Small puddles of mysterious liquid appearing under your car, truck, or SUV? It might just be water that’s condensed out of the air onto your air conditioning system. It might just be that stray puppy that’s wandering the neighborhood. Or, it might be a serious issue with your vehicle that’s about to become a huge repair bill if something’s not done about it ASAP!
Here’s a quick reference guide to help you identify just what’s in those puddles, from most serious to least urgent.
The most serious two leaks are the brake and steering fluid. If either of these systems fails, it can be catastrophic not only for you and your passengers but for other motorists. Of the two, brake fluid leaks are probably more urgent, because there may be some residual steering (if you’re strong enough) to let you bring the car to a controlled stop in a safe place when the steering goes out. Losing your brakes, however, rarely ends well.
Brake fluid is clear to light brown in color and has an oily texture and consistency like mineral oil. If you don’t know how to check the level of fluid in the reservoir (it’s somewhere under the hood), then it’s worth going to your mechanic or service tech immediately. Tell him about what you’ve seen, and ask them to check. They’ll check all the important fluids, and probably several other things, and can quickly address the problem.
Like brake fluid, power steering fluid is critically important to your car’s safe operation. It’s usually red to brown in color and thinner than brake fluid. It usually drips and puddles under the front of the car (brake fluid also does this, but if there’s a leak in the system anywhere between the engine compartment and the rear wheels, brake fluid can leak from that spot). Since both of these are tremendously important, it’s usually a good idea to go straight to the mechanic.
Engine oil, transmission fluid, and coolant are less critical than brake and power steering fluid, but still, merit attention from a qualified technician if you suspect a leak in any one of them.
Transmission fluid is reddish to brown in color (very similar to brake fluid) but is thicker and tends to puddle in the middle of the car.
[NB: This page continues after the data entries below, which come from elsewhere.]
//! # Error Types
//!
//! Domain-specific error types for change-core.
//!
//! ## Error Hierarchy
//! ```text
//! ┌─────────────────────────────────────────────────────────────────────────┐
//! │                         Error Types                                     │
//! │                                                                         │
//! │  change-core errors (this file)                                        │
//! │  ├── UnreachableReason - Why no change could be made (a RESULT value)  │
//! │  └── ValidationError   - Input validation failures                     │
//! │                                                                         │
//! │  CLI errors (in app)                                                   │
//! │  └── CliError          - Argument / config failures (exit codes)       │
//! │                                                                         │
//! │  Flow: ValidationError → UnreachableReason::InvalidAmount → Frontend   │
//! └─────────────────────────────────────────────────────────────────────────┘
//! ```
//!
//! ## Design Principles
//! 1. Use `thiserror` for derive macros (not manual impl)
//! 2. Include context in error messages (amount, offending value)
//! 3. Errors are enum variants, never String
//! 4. Bad user input is a result variant, never a panic

use serde::{Deserialize, Serialize};
use thiserror::Error;
use ts_rs::TS;

// =============================================================================
// Unreachable Reason
// =============================================================================

/// Why a change request produced no coins.
///
/// Two classes share this enum:
/// - **Invalid input**: the request itself was malformed
/// - **Unreachable**: the request was fine, the coins just can't sum to it
///
/// ## User Workflow
/// ```text
/// Amount: 3, Coins: 2
///      │
///      ▼
/// solve(3, [2])
///      │
///      ▼
/// Unreachable { NoCombination { amount: 3 } }
///      │
///      ▼
/// UI shows: "There is no way to make change for 3 with the given coins."
/// ```
#[derive(Debug, Clone, PartialEq, Eq, Error, Serialize, Deserialize, TS)]
#[ts(export)]
#[serde(tag = "kind", rename_all = "snake_case")]
pub enum UnreachableReason {
    /// The amount was not a non-negative integer.
    #[error("Invalid amount: {detail}")]
    InvalidAmount { detail: String },

    /// The denomination list was empty.
    #[error("No denominations given")]
    NoDenominations,

    /// Every denomination was zero or negative.
    #[error("No usable denominations: every coin must be a positive integer")]
    NoUsableDenominations,

    /// The amount cannot be indexed on this platform.
    #[error("Amount {amount} is too large to compute")]
    AmountTooLarge {
        #[ts(type = "number")]
        amount: u64,
    },

    /// Valid input, but no multiset of the coins sums to the amount.
    #[error("No combination of the given coins sums to {amount}")]
    NoCombination {
        #[ts(type = "number")]
        amount: u64,
    },
}

impl UnreachableReason {
    /// True for the invalid-input class, false for a genuinely unreachable amount.
    pub fn is_invalid_input(&self) -> bool {
        !matches!(self, UnreachableReason::NoCombination { .. })
    }
}

impl From<ValidationError> for UnreachableReason {
    fn from(err: ValidationError) -> Self {
        match err {
            ValidationError::EmptyDenominations => UnreachableReason::NoDenominations,
            ValidationError::NoPositiveDenominations => UnreachableReason::NoUsableDenominations,
            other => UnreachableReason::InvalidAmount {
                detail: other.to_string(),
            },
        }
    }
}

// =============================================================================
// Validation Error
// =============================================================================

/// Input validation errors.
///
/// These occur when user input doesn't meet requirements.
/// Used for early validation before any table is allocated.
#[derive(Debug, Clone, PartialEq, Eq, Error)]
pub enum ValidationError {
    /// Text was empty or not a number.
    #[error("{field} is not a number")]
    NotANumber { field: String },

    /// Value had a fractional part.
    #[error("{field} must be a whole number")]
    NotAnInteger { field: String },

    /// Value was below zero.
    #[error("{field} must not be negative (got {value})")]
    Negative { field: String, value: i64 },

    /// Whole number too large to represent.
    #[error("{field} is too large (maximum {max})")]
    OutOfRange { field: String, max: u64 },

    /// Denomination list was empty.
    #[error("at least one denomination is required")]
    EmptyDenominations,

    /// Denomination list had no positive entries.
    #[error("at least one positive denomination is required")]
    NoPositiveDenominations,
}

// =============================================================================
// Unit Tests
// =============================================================================

#[cfg(test)]
mod tests {
    use super::*;

    #[test]
    fn test_reason_messages() {
        let reason = UnreachableReason::NoCombination { amount: 3 };
        assert_eq!(
            reason.to_string(),
            "No combination of the given coins sums to 3"
        );
        assert_eq!(
            UnreachableReason::NoDenominations.to_string(),
            "No denominations given"
        );
    }

    #[test]
    fn test_validation_error_messages() {
        let err = ValidationError::Negative {
            field: "amount".to_string(),
            value: -5,
        };
        assert_eq!(err.to_string(), "amount must not be negative (got -5)");

        let err = ValidationError::NotANumber {
            field: "amount".to_string(),
        };
        assert_eq!(err.to_string(), "amount is not a number");

        let err = ValidationError::OutOfRange {
            field: "amount".to_string(),
            max: u64::MAX,
        };
        assert_eq!(
            err.to_string(),
            "amount is too large (maximum 18446744073709551615)"
        );
    }

    #[test]
    fn test_validation_converts_to_reason() {
        let reason: UnreachableReason = ValidationError::EmptyDenominations.into();
        assert_eq!(reason, UnreachableReason::NoDenominations);

        let reason: UnreachableReason = ValidationError::NotAnInteger {
            field: "amount".to_string(),
        }
        .into();
        assert!(matches!(reason, UnreachableReason::InvalidAmount { .. }));
        assert!(reason.is_invalid_input());
    }

    #[test]
    fn test_invalid_input_classification() {
        assert!(!UnreachableReason::NoCombination { amount: 7 }.is_invalid_input());
        assert!(UnreachableReason::NoUsableDenominations.is_invalid_input());
        assert!(UnreachableReason::AmountTooLarge { amount: u64::MAX }.is_invalid_input());
    }

    #[test]
    fn test_reason_serializes_with_kind_tag() {
        let json = serde_json::to_string(&UnreachableReason::NoCombination { amount: 3 }).unwrap();
        assert_eq!(json, r#"{"kind":"no_combination","amount":3}"#);
    }
}
//! # Amount Module
//!
//! Provides the `Amount` type: the target value change is made for.
//!
//! ## Why a Newtype?
//! ```text
//! ┌─────────────────────────────────────────────────────────────────────────┐
//! │  THE "NOT A NUMBER" PROBLEM                                             │
//! │                                                                         │
//! │  A numeric text box hands over whatever the user typed:                │
//! │    ""      → NaN                                                        │
//! │    "2.5"   → 2.5   (not a whole amount)                                 │
//! │    "-10"   → -10   (negative)                                           │
//! │                                                                         │
//! │  OUR SOLUTION: Validate once, at construction                          │
//! │    Amount can only hold a non-negative integer.                        │
//! │    Everything downstream indexes tables with it safely.                │
//! │                                                                         │
//! └─────────────────────────────────────────────────────────────────────────┘
//! ```
//!
//! ## Usage
//! ```rust
//! use change_core::amount::Amount;
//!
//! let amount = Amount::parse(" 63 ").unwrap();
//! assert_eq!(amount.value(), 63);
//!
//! assert!(Amount::parse("abc").is_err());
//! assert!(Amount::try_from_f64(f64::NAN).is_err());
//! assert!(Amount::try_from_i64(-1).is_err());
//! ```

use serde::{Deserialize, Serialize};
use std::fmt;
use ts_rs::TS;

use crate::error::ValidationError;
use crate::validation::{validate_non_negative, ValidationResult};

const FIELD: &str = "amount";

// =============================================================================
// Amount Type
// =============================================================================

/// A non-negative integer target value.
///
/// ## Design Decisions
/// - **u64 (unsigned)**: negative amounts are rejected before they get here
/// - **Single field tuple struct**: Zero-cost abstraction over u64
/// - **No currency**: the core deals in abstract units, display is a frontend job
#[derive(Debug, Clone, Copy, PartialEq, Eq, PartialOrd, Ord, Hash, Serialize, Deserialize, TS)]
#[ts(export)]
pub struct Amount(#[ts(type = "number")] u64);

impl Amount {
    /// Creates an Amount from an already non-negative value.
    #[inline]
    pub const fn new(value: u64) -> Self {
        Amount(value)
    }

    /// Zero amount: always reachable with zero coins.
    #[inline]
    pub const fn zero() -> Self {
        Amount(0)
    }

    /// Returns the raw value.
    #[inline]
    pub const fn value(&self) -> u64 {
        self.0
    }

    /// Checks if the amount is zero.
    #[inline]
    pub const fn is_zero(&self) -> bool {
        self.0 == 0
    }

    /// Validates a signed integer.
    ///
    /// ## Example
    /// ```rust
    /// use change_core::amount::Amount;
    ///
    /// assert_eq!(Amount::try_from_i64(10).unwrap().value(), 10);
    /// assert!(Amount::try_from_i64(-10).is_err());
    /// ```
    pub fn try_from_i64(value: i64) -> ValidationResult<Self> {
        validate_non_negative(FIELD, value)?;
        Ok(Amount(value.unsigned_abs()))
    }

    /// Validates a float, as produced by a browser's numeric input.
    ///
    /// ## Rules
    /// - NaN and infinities are "not a number"
    /// - Fractional values are rejected, not rounded
    /// - Negative values are rejected
    /// - Whole values from 2^64 up are out of range
    pub fn try_from_f64(value: f64) -> ValidationResult<Self> {
        if !value.is_finite() {
            return Err(ValidationError::NotANumber {
                field: FIELD.to_string(),
            });
        }

        if value.fract() != 0.0 {
            return Err(ValidationError::NotAnInteger {
                field: FIELD.to_string(),
            });
        }

        if value < 0.0 {
            return Err(ValidationError::Negative {
                field: FIELD.to_string(),
                value: value as i64,
            });
        }

        if value >= u64::MAX as f64 {
            return Err(ValidationError::OutOfRange {
                field: FIELD.to_string(),
                max: u64::MAX,
            });
        }

        Ok(Amount(value as u64))
    }

    /// Parses user-entered text.
    ///
    /// Accepts integer literals and integral float literals (`"10"`, `"10.0"`).
    /// Integer literals are exact over the whole `u64` range.
    ///
    /// ## Example
    /// ```rust
    /// use change_core::amount::Amount;
    ///
    /// assert_eq!(Amount::parse("10.0").unwrap().value(), 10);
    /// assert!(Amount::parse("").is_err());
    /// assert!(Amount::parse("2.5").is_err());
    /// ```
    pub fn parse(text: &str) -> ValidationResult<Self> {
        let text = text.trim();

        if let Ok(value) = text.parse::<i64>() {
            return Amount::try_from_i64(value);
        }

        if let Ok(value) = text.parse::<u64>() {
            return Ok(Amount(value));
        }

        match text.parse::<f64>() {
            Ok(value) => Amount::try_from_f64(value),
            Err(_) => Err(ValidationError::NotANumber {
                field: FIELD.to_string(),
            }),
        }
    }
}

// =============================================================================
// Trait Implementations
// =============================================================================

impl fmt::Display for Amount {
    fn fmt(&self, f: &mut fmt::Formatter<'_>) -> fmt::Result {
        write!(f, "{}", self.0)
    }
}

impl Default for Amount {
    fn default() -> Self {
        Amount::zero()
    }
}

impl From<u64> for Amount {
    fn from(value: u64) -> Self {
        Amount(value)
    }
}

impl TryFrom<i64> for Amount {
    type Error = ValidationError;

    fn try_from(value: i64) -> Result<Self, Self::Error> {
        Amount::try_from_i64(value)
    }
}

// =============================================================================
// Unit Tests
// =============================================================================

#[cfg(test)]
mod tests {
    use super::*;

    #[test]
    fn test_try_from_i64() {
        assert_eq!(Amount::try_from_i64(0).unwrap(), Amount::zero());
        assert_eq!(Amount::try_from_i64(99).unwrap().value(), 99);
        assert_eq!(
            Amount::try_from_i64(-3),
            Err(ValidationError::Negative {
                field: "amount".to_string(),
                value: -3
            })
        );
    }

    #[test]
    fn test_try_from_f64() {
        assert_eq!(Amount::try_from_f64(42.0).unwrap().value(), 42);
        assert!(matches!(
            Amount::try_from_f64(f64::NAN),
            Err(ValidationError::NotANumber { .. })
        ));
        assert!(matches!(
            Amount::try_from_f64(f64::INFINITY),
            Err(ValidationError::NotANumber { .. })
        ));
        assert!(matches!(
            Amount::try_from_f64(2.5),
            Err(ValidationError::NotAnInteger { .. })
        ));
        assert!(matches!(
            Amount::try_from_f64(-4.0),
            Err(ValidationError::Negative { value: -4, .. })
        ));
        assert!(matches!(
            Amount::try_from_f64(1e20),
            Err(ValidationError::OutOfRange { max: u64::MAX, .. })
        ));
    }

    #[test]
    fn test_parse() {
        assert_eq!(Amount::parse("  17 ").unwrap().value(), 17);
        assert_eq!(Amount::parse("8.0").unwrap().value(), 8);
        assert!(Amount::parse("").is_err());
        assert!(Amount::parse("abc").is_err());
        assert!(Amount::parse("NaN").is_err());
        assert!(Amount::parse("-1").is_err());
    }

    #[test]
    fn test_parse_above_i64_is_exact() {
        assert_eq!(
            Amount::parse("9223372036854775809").unwrap().value(),
            9_223_372_036_854_775_809
        );
        assert_eq!(
            Amount::parse("18446744073709551615").unwrap().value(),
            u64::MAX
        );
        assert!(matches!(
            Amount::parse("18446744073709551616"),
            Err(ValidationError::OutOfRange { .. })
        ));
    }

    #[test]
    fn test_display_is_bare_number() {
        assert_eq!(Amount::new(63).to_string(), "63");
        assert_eq!(Amount::default().to_string(), "0");
    }
}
It keeps the parts of the drive train between the engine and axles lubricated and moving freely. It also helps cool these parts from the heat that driving generates.
Motor oil, or just ‘oil’, comes in all colors from golden or light brown to black. It darkens with use, which is why used motor oil is very dark. When new, it has the consistency of a thin syrup, and it also thickens as it’s used. If you see a dark spot or puddle under your car, it’s probably motor oil, and your vehicle needs to be checked soon.
Coolant, also known as antifreeze, isn’t oily because it’s a water-based product. It’s generally a bit sticky and has a ‘sweet’ smell. It comes in a wide range of colors from mostly clear to green, pink, or yellow. It will leak from underneath the radiator or the hoses connected to the radiator. Your mechanic can easily check the level of coolant in your engine’s reservoir and may recommend a flush of the system and refill with new coolant if it hasn’t been done within the last 24 months. Running your car without sufficient coolant will make it run hot, and can literally burn your engine up!
Finally, it’s common in the summer for water to drip down from your car’s air conditioning system. The system gets very cold while it operates, and this makes moisture condense out of the air. You don’t notice it dripping down when you’re driving, but water puddles are a common thing to see in the summer. If you don’t notice any other problems with your car, and you’re up to date with your maintenance, water isn’t usually a problem.
Of course, when in doubt, it’s always best to have a professional check your car’s engine and drivetrain before you find yourself needing a tow truck!
But, just in case you do wind up needing a tow truck, visit us and see how CarDog’s wide range of enterprise-level features and capabilities can help your small to mid-sized auto dealership running smoothly while your competitors slowly drip… drip… drip away!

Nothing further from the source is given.